-- Required work --
Beginning with the first line of the data below, extract each line up to and including the one containing "routing, and capacity". Copy them exactly and add nothing.

-- Dataset content --
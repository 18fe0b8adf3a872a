pub mod app_state;
pub mod cli;
pub mod commands;
pub mod driver;
pub mod logging;

pub use app_state::AppState;
pub use cli::{Args, Mode};
use crate::demo::{run_demo, run_score_report, DemoArgs, ScoreReportArgs};
use crate::server;
use clap::{Args, Parser, Subcommand};
use leadflow::error::AppError;

#[derive(Parser, Debug)]
#[command(
    name = "Lead Intake Orchestrator",
    about = "Score and route inbound leads from the command line or as an HTTP service",
    version
)]
struct Cli {
    #[command(subcommand)]
    command: Option<Command>,
}

#[derive(Subcommand, Debug)]
enum Command {
    /// Start the HTTP service (default command)
    Serve(ServeArgs),
    /// Score a CSV lead export and print the qualification report
    Score(ScoreReportArgs),
    /// Run an end-to-end demo covering scoring, routing, and capacity
    Demo(DemoArgs),
}

#[derive(Args, Debug, Default)]
pub(crate) struct ServeArgs {
    /// Override the configured host for the HTTP server
    #[arg(long)]
    pub(crate) host: Option<String>,
    /// Override the configured port for the HTTP server
    #[arg(long)]
    pub(crate) port: Option<u16>,
}

pub(crate) async fn run() -> Result<(), AppError> {
    let cli = Cli::parse();
    let command = cli
        .command
        .unwrap_or_else(|| Command::Serve(ServeArgs::default()));

    match command {
        Command::Serve(args) => server::run(args).await,
        Command::Score(args) => run_score_report(args),
        Command::Demo(args) => run_demo(args),
    }
}
use std::collections::BTreeMap;

use serde::{Deserialize, Serialize};

use super::super::domain::normalize_key;

/// Weights for the candidate fit score. Specialty 40 / language 30 / load 30
/// are tunable policy, not derived constants.
#[derive(Debug, Clone, PartialEq, Serialize, Deserialize)]
pub struct RankWeights {
    pub specialty: f64,
    pub language: f64,
    pub load: f64,
}

/// Immutable routing policy: case category to team, escalation alternatives,
/// and the candidate rank weights.
#[derive(Debug, Clone, PartialEq, Serialize, Deserialize)]
pub struct RoutingConfig {
    /// Case category -> primary team. Unmapped categories land on
    /// `default_team`.
    pub team_assignments: BTreeMap<String, String>,
    pub default_team: String,
    /// Team -> ordered alternatives for manual escalation, independent of
    /// member availability.
    pub escalation_paths: BTreeMap<String, Vec<String>>,
    pub rank_weights: RankWeights,
}

impl RoutingConfig {
    /// Production routing tables for the firm's teams.
    pub fn standard() -> Self {
        let team_assignments = BTreeMap::from([
            ("personal injury".to_string(), "personal-injury".to_string()),
            ("car accident".to_string(), "personal-injury".to_string()),
            ("criminal defense".to_string(), "criminal-defense".to_string()),
            ("family law".to_string(), "family-law".to_string()),
            ("immigration".to_string(), "immigration".to_string()),
            ("business law".to_string(), "business-law".to_string()),
            ("estate planning".to_string(), "estate-planning".to_string()),
            ("general inquiry".to_string(), "intake".to_string()),
        ]);

        let escalation_paths = BTreeMap::from([
            (
                "personal-injury".to_string(),
                vec!["intake".to_string(), "business-law".to_string()],
            ),
            ("criminal-defense".to_string(), vec!["intake".to_string()]),
            ("family-law".to_string(), vec!["intake".to_string()]),
            ("immigration".to_string(), vec!["intake".to_string()]),
            (
                "business-law".to_string(),
                vec!["estate-planning".to_string(), "intake".to_string()],
            ),
            (
                "estate-planning".to_string(),
                vec!["business-law".to_string(), "intake".to_string()],
            ),
            ("intake".to_string(), Vec::new()),
        ]);

        Self {
            team_assignments,
            default_team: "intake".to_string(),
            escalation_paths,
            rank_weights: RankWeights {
                specialty: 40.0,
                language: 30.0,
                load: 30.0,
            },
        }
    }

    pub(crate) fn team_for(&self, case_type: &str) -> &str {
        self.team_assignments
            .get(&normalize_key(case_type))
            .unwrap_or(&self.default_team)
    }

    pub(crate) fn alternatives(&self, team: &str) -> Vec<String> {
        self.escalation_paths.get(team).cloned().unwrap_or_default()
    }
}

-- Solution to this exercise --
repository 18fe0b8adf3a872a
pub mod app_state;
pub mod cli;
pub mod commands;
pub mod driver;
pub mod logging;

pub use app_state::AppState;
pub use cli::{Args, Mode};
use crate::demo::{run_demo, run_score_report, DemoArgs, ScoreReportArgs};
use crate::server;
use clap::{Args, Parser, Subcommand};
use leadflow::error::AppError;

#[derive(Parser, Debug)]
#[command(
    name = "Lead Intake Orchestrator",
    about = "Score and route inbound leads from the command line or as an HTTP service",
    version
)]
struct Cli {
    #[command(subcommand)]
    command: Option<Command>,
}

#[derive(Subcommand, Debug)]
enum Command {
    /// Start the HTTP service (default command)
    Serve(ServeArgs),
    /// Score a CSV lead export and print the qualification report
    Score(ScoreReportArgs),
    /// Run an end-to-end demo covering scoring, routing, and capacity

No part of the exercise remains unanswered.